In deze zaak heeft de Centrale Raad van Beroep op 30 april 2019 uitspraak gedaan in hoger beroep tegen een eerdere uitspraak van de rechtbank Den Haag. De appellant, die in zijn woning een hennepkwekerij zou hebben geëxploiteerd, had bezwaar gemaakt tegen de intrekking van zijn bijstandsuitkering over de periode van 1 maart 2015 tot en met 30 april 2015. Het college van burgemeester en wethouders van Leiden had de bijstand ingetrokken en teruggevorderd, omdat de appellant niet had gemeld dat hij op geld waardeerbare werkzaamheden verrichtte.
De rechtbank had het beroep van de appellant tegen het besluit van het college ongegrond verklaard. In hoger beroep voerde de appellant aan dat de hennepkwekerij niet door hem, maar door derden werd geëxploiteerd en dat hij geen inkomsten had ontvangen.

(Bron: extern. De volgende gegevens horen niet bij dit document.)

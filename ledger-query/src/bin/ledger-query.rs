//! Ledger query CLI

use clap::{Args, Parser, Subcommand};
use ledger_query::{Config, LedgerQuery, LedgerVersion, TrustlinesOptions};
use std::path::PathBuf;

#[derive(Parser)]
#[command(name = "ledger-query", about = "Read account balances and trust lines from a ledger node")]
struct Cli {
    /// TOML config file; environment variables are used when absent
    #[arg(long, global = true)]
    config: Option<PathBuf>,

    /// Override the node JSON-RPC endpoint
    #[arg(long, global = true)]
    rpc_url: Option<String>,

    #[command(subcommand)]
    command: Command,
}

#[derive(Subcommand)]
enum Command {
    /// Native and issued currency balances
    Balances(QueryArgs),
    /// Trust lines, following pagination
    Trustlines(QueryArgs),
}

#[derive(Args)]
struct QueryArgs {
    /// Account address
    account: String,
    /// Only this currency
    #[arg(long)]
    currency: Option<String>,
    /// Only lines with this counterparty
    #[arg(long)]
    counterparty: Option<String>,
    /// Maximum number of results
    #[arg(long)]
    limit: Option<u32>,
    /// Ledger version to read; latest closed ledger when absent
    #[arg(long)]
    ledger_version: Option<u32>,
}

impl QueryArgs {
    fn options(&self) -> TrustlinesOptions {
        TrustlinesOptions {
            currency: self.currency.clone(),
            counterparty: self.counterparty.clone(),
            limit: self.limit,
            ledger_version: self.ledger_version.map(LedgerVersion),
        }
    }
}

#[tokio::main]
async fn main() -> anyhow::Result<()> {
    // Initialize tracing
    tracing_subscriber::fmt()
        .with_writer(std::io::stderr)
        .with_env_filter(
            tracing_subscriber::EnvFilter::from_default_env()
                .add_directive(tracing::Level::INFO.into()),
        )
        .init();

    let cli = Cli::parse();

    let mut config = match &cli.config {
        Some(path) => Config::from_file(path)?,
        None => Config::from_env()?,
    };
    if let Some(url) = cli.rpc_url {
        config.rpc_url = url;
    }

    tracing::info!("Starting {} against {}", config.service_name, config.rpc_url);
    let api = LedgerQuery::from_config(&config)?;

    let output = match cli.command {
        Command::Balances(args) => {
            let balances = api.get_balances(&args.account, args.options()).await?;
            serde_json::to_string_pretty(&balances)?
        }
        Command::Trustlines(args) => {
            let page = api.get_trustlines(&args.account, args.options()).await?;
            serde_json::to_string_pretty(&page)?
        }
    };
    println!("{}", output);

    Ok(())
}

De Raad oordeelde echter dat er voldoende bewijs was dat de appellant de exploitant was van de hennepkwekerij, aangezien deze op 19 april 2015 in zijn woning was aangetroffen. De Raad stelde vast dat de appellant niet had aangetoond dat hij niet de exploitant was en dat de opbrengsten van de hennepkwekerij hem ten goede waren gekomen.
Daarnaast betwistte de appellant de ingangsdatum van de exploitatie van de hennepkwekerij, maar de Raad oordeelde dat het college deze terecht had vastgesteld op 1 maart 2015. De verklaring van de appellant tijdens een politieverhoor op 20 april 2015, waarin hij aangaf dat hij in februari 2015 een persoon had leren kennen die de kwekerij had opgezet, werd als geloofwaardig beschouwd. De Raad concludeerde dat het hoger beroep niet slaagde en bevestigde de eerdere uitspraak van de rechtbank, zonder veroordeling in de proceskosten.